Reduced hormone-sensitive lipase activity is not a major metabolic defect in Finnish FCHL families

Abstract The pathogenetic mechanisms behind familial combined hyperlipidemia (FCHL) are unknown. However, exaggerated postprandial lipemia and excessive serum free fatty acid (FFA) concentrations have drawn attention to altered lipid storage and lipolysis in peripheral adipose tissue. Hormone-sensitive lipase (HSL) is the enzyme responsible for intracellular lipolysis in adipocytes and a decrease of adipocyte HSL activity has been demonstrated in Swedish FCHL subjects.
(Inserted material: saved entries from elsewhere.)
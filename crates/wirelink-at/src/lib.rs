//! AT command protocol for wirelink.
//!
//! WiFi and cellular modules speak line-oriented text instead of binary
//! frames. The same correlation engine drives them: the final result code
//! (`OK`, `ERROR`, `+CME ERROR: n`) confirms the command in flight, and
//! lines starting with the event marker become typed [`AtEvent`]s.
//!
//! - [`line`] -- byte-at-a-time line assembler
//! - [`command`] -- command encoder and argument splitting
//! - [`events`] -- event table and typed events
//! - [`protocol`] -- classifier and [`AtProtocol`]
//! - [`module`] / [`builder`] -- [`AtModule`] and [`AtModuleBuilder`]
//!
//! # Example
//!
//! ```
//! use wirelink_at::protocol::classify_line;
//! use wirelink_at::AtEvent;
//! use wirelink_core::protocol::Classified;
//!
//! let line = r#"+CEREG: 1,"1234","01020304",7"#;
//! let classified = classify_line(line, '+').unwrap();
//! assert_eq!(
//!     classified,
//!     Classified::Event(AtEvent::NetworkRegistration {
//!         stat: 1,
//!         tac: Some("1234".into()),
//!         eci: Some("01020304".into()),
//!         act: Some(7),
//!     })
//! );
//! ```

pub mod builder;
pub mod command;
pub mod events;
pub mod line;
pub mod module;
pub mod protocol;

pub use builder::AtModuleBuilder;
pub use command::{AtArg, AtCommand};
pub use events::AtEvent;
pub use module::AtModule;
pub use protocol::{AtConfig, AtKey, AtProtocol, AtStatus};
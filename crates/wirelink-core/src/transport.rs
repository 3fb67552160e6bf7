//! Transport trait for module communication.
//!
//! The [`Transport`] trait abstracts over the physical link to a wireless
//! module. [`SerialTransport`] in `wirelink-transport` drives a real UART or
//! USB CDC port; `MockTransport` from `wirelink-test-harness` replays
//! scripted exchanges for deterministic tests.
//!
//! [`SerialTransport`]: https://docs.rs/wirelink-transport

use async_trait::async_trait;
use std::time::Duration;

use crate::error::Result;

/// Asynchronous byte-level transport to a module.
///
/// Implementations deal only in raw bytes. Framing, checksums and
/// correlation live in the engine that consumes the received bytes.
#[async_trait]
pub trait Transport: Send + Sync {
    /// Send raw bytes to the module, returning once they are handed to the
    /// underlying port.
    async fn send(&mut self, data: &[u8]) -> Result<()>;

    /// Receive bytes from the module into the provided buffer.
    ///
    /// Returns the number of bytes read. Waits up to `timeout` for data and
    /// returns [`Error::Timeout`](crate::error::Error::Timeout) if nothing
    /// arrives.
    async fn receive(&mut self, buf: &mut [u8], timeout: Duration) -> Result<usize>;

    /// Close the transport. Later `send()`/`receive()` calls return
    /// [`Error::NotConnected`](crate::error::Error::NotConnected).
    async fn close(&mut self) -> Result<()>;

    /// Check whether the transport is currently connected.
    fn is_connected(&self) -> bool;
}
//! BinaryModuleBuilder -- fluent builder for [`BinaryModule`] instances.
//!
//! Separates configuration from construction so that callers can set up
//! serial port parameters, confirmation slots, retry policy, and the event
//! sink before the IO task starts.
//!
//! # Example
//!
//! ```no_run
//! use wirelink_frame::builder::BinaryModuleBuilder;
//! use wirelink_frame::frame::FrameProfile;
//! use std::time::Duration;
//!
//! # async fn example() -> wirelink_core::Result<()> {
//! let module = BinaryModuleBuilder::new(FrameProfile::extended_length())
//!     .serial_port("/dev/ttyUSB0")
//!     .command_timeout(Duration::from_millis(300))
//!     .build()
//!     .await?;
//! module.reset().await?;
//! # Ok(())
//! # }
//! ```

use std::time::Duration;

use wirelink_core::correlator::DEFAULT_SLOTS;
use wirelink_core::engine::Engine;
use wirelink_core::error::{Error, Result};
use wirelink_core::events::{EventSink, NullSink};
use wirelink_core::transport::Transport;
use wirelink_io::{IoConfig, Session, SessionConfig};
use wirelink_transport::{SerialConfig, SerialTransport};

use crate::classify::{first_byte_status, Indication, StatusExtractor};
use crate::frame::FrameProfile;
use crate::module::BinaryModule;
use crate::protocol::FrameProtocol;

/// Fluent builder for [`BinaryModule`].
///
/// Everything except the serial port has a default, so the simplest usage
/// is:
///
/// ```ignore
/// let module = BinaryModuleBuilder::new(FrameProfile::short_length())
///     .serial_port("/dev/ttyUSB0")
///     .build()
///     .await?;
/// ```
pub struct BinaryModuleBuilder {
    profile: FrameProfile,
    serial_port: Option<String>,
    serial: SerialConfig,
    command_timeout: Duration,
    confirmation_slots: usize,
    auto_retry: bool,
    max_retries: u32,
    status_extractor: StatusExtractor,
    io: IoConfig,
    sink: Box<dyn EventSink<Indication>>,
}

impl BinaryModuleBuilder {
    /// Create a new builder for a module using `profile`.
    pub fn new(profile: FrameProfile) -> Self {
        BinaryModuleBuilder {
            profile,
            serial_port: None,
            serial: SerialConfig::default(),
            command_timeout: Duration::from_millis(500),
            confirmation_slots: DEFAULT_SLOTS,
            auto_retry: false,
            max_retries: 3,
            status_extractor: first_byte_status,
            io: IoConfig::default(),
            sink: Box::new(NullSink),
        }
    }

    /// Set the serial port path (e.g. `/dev/ttyUSB0` or `COM3`).
    pub fn serial_port(mut self, port: &str) -> Self {
        self.serial_port = Some(port.to_string());
        self
    }

    /// Override the default baud rate (115200).
    pub fn baud_rate(mut self, baud: u32) -> Self {
        self.serial.baud_rate = baud;
        self
    }

    /// Replace all serial port parameters.
    pub fn serial_config(mut self, config: SerialConfig) -> Self {
        self.serial = config;
        self
    }

    /// Set how long a request waits for its confirmation (default: 500ms).
    pub fn command_timeout(mut self, timeout: Duration) -> Self {
        self.command_timeout = timeout;
        self
    }

    /// Set the number of confirmations that may be pending at once
    /// (default: 2).
    pub fn confirmation_slots(mut self, slots: usize) -> Self {
        self.confirmation_slots = slots;
        self
    }

    /// Enable or disable resending a request after a timeout or a
    /// corrupted confirmation (default: disabled).
    pub fn auto_retry(mut self, enabled: bool) -> Self {
        self.auto_retry = enabled;
        self
    }

    /// Set the maximum number of retry attempts (default: 3).
    pub fn max_retries(mut self, n: u32) -> Self {
        self.max_retries = n;
        self
    }

    /// Use a module-specific status extractor instead of "first payload
    /// byte".
    pub fn status_extractor(mut self, extract: StatusExtractor) -> Self {
        self.status_extractor = extract;
        self
    }

    /// Override IO task settings.
    pub fn io_config(mut self, config: IoConfig) -> Self {
        self.io = config;
        self
    }

    /// Register the sink that receives indications.
    pub fn event_sink(mut self, sink: impl EventSink<Indication>) -> Self {
        self.sink = Box::new(sink);
        self
    }

    /// Open the configured serial port and build the module.
    pub async fn build(self) -> Result<BinaryModule> {
        let port = self
            .serial_port
            .clone()
            .ok_or_else(|| Error::InvalidParameter("serial port not set".into()))?;
        let transport = SerialTransport::open_with_config(&port, self.serial.clone()).await?;
        self.build_with_transport(Box::new(transport)).await
    }

    /// Build a [`BinaryModule`] with a caller-provided transport.
    ///
    /// This is the primary entry point for testing (pass a
    /// `MockTransport` from `wirelink-test-harness`).
    pub async fn build_with_transport(self, transport: Box<dyn Transport>) -> Result<BinaryModule> {
        if self.confirmation_slots == 0 {
            return Err(Error::InvalidParameter(
                "confirmation_slots must be at least 1".into(),
            ));
        }

        let protocol = FrameProtocol::with_status_extractor(self.profile, self.status_extractor);
        let engine = Engine::new(protocol, self.confirmation_slots, self.sink);
        let session = Session::start(
            transport,
            engine,
            SessionConfig {
                command_timeout: self.command_timeout,
                auto_retry: self.auto_retry,
                max_retries: self.max_retries,
                io: self.io,
            },
        );
        Ok(BinaryModule::new(session, self.profile))
    }
}

#[cfg(test)]
mod tests {
    use super::*;
    use wirelink_test_harness::MockTransport;

    #[test]
    fn builder_defaults() {
        let builder = BinaryModuleBuilder::new(FrameProfile::short_length());
        assert_eq!(builder.serial.baud_rate, 115_200);
        assert_eq!(builder.command_timeout, Duration::from_millis(500));
        assert_eq!(builder.confirmation_slots, 2);
        assert!(!builder.auto_retry);
        assert!(builder.serial_port.is_none());
    }

    #[test]
    fn builder_setters() {
        let builder = BinaryModuleBuilder::new(FrameProfile::extended_length())
            .serial_port("/dev/ttyACM0")
            .baud_rate(9600)
            .command_timeout(Duration::from_millis(50))
            .confirmation_slots(4)
            .auto_retry(true)
            .max_retries(1);
        assert_eq!(builder.serial_port.as_deref(), Some("/dev/ttyACM0"));
        assert_eq!(builder.serial.baud_rate, 9600);
        assert_eq!(builder.command_timeout, Duration::from_millis(50));
        assert_eq!(builder.confirmation_slots, 4);
        assert!(builder.auto_retry);
        assert_eq!(builder.max_retries, 1);
    }

    #[tokio::test]
    async fn build_without_port_fails() {
        let result = BinaryModuleBuilder::new(FrameProfile::short_length())
            .build()
            .await;
        assert!(matches!(result, Err(Error::InvalidParameter(_))));
    }

    #[tokio::test]
    async fn build_rejects_zero_slots() {
        let result = BinaryModuleBuilder::new(FrameProfile::short_length())
            .confirmation_slots(0)
            .build_with_transport(Box::new(MockTransport::new()))
            .await;
        assert!(matches!(result, Err(Error::InvalidParameter(_))));
    }

    #[tokio::test]
    async fn build_with_mock() {
        let module = BinaryModuleBuilder::new(FrameProfile::extended_length())
            .build_with_transport(Box::new(MockTransport::new()))
            .await
            .unwrap();
        assert_eq!(module.profile().max_payload, 964);
        assert!(module.close().await.is_ok());
    }
}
The aim of the study was to investigate if adipose tissue HSL activity had any effect on lipid phenotype and if low HSL activity and FCHL were linked in Finnish FCHL families. A total of 48 family members from 13 well-characterized Finnish FCHL families and 12 unrelated spouses participated in the study. FCHL patients with different lipid phenotypes (IIA, IIB, IV) did not differ in adipose tissue HSL activity from each other or from the 12 normolipidemic spouses ( P =0.752). In parametric linkage analysis using an affecteds-only strategy the low adipose tissue HSL activity was not significantly linked with FCHL phenotype. However, we found a significant sibling–sibling correlation for the HSL trait (0.51, P 0.01 ). Thus, a modifying or interacting role of HSL in the pathogenesis of FCHL could not be excluded.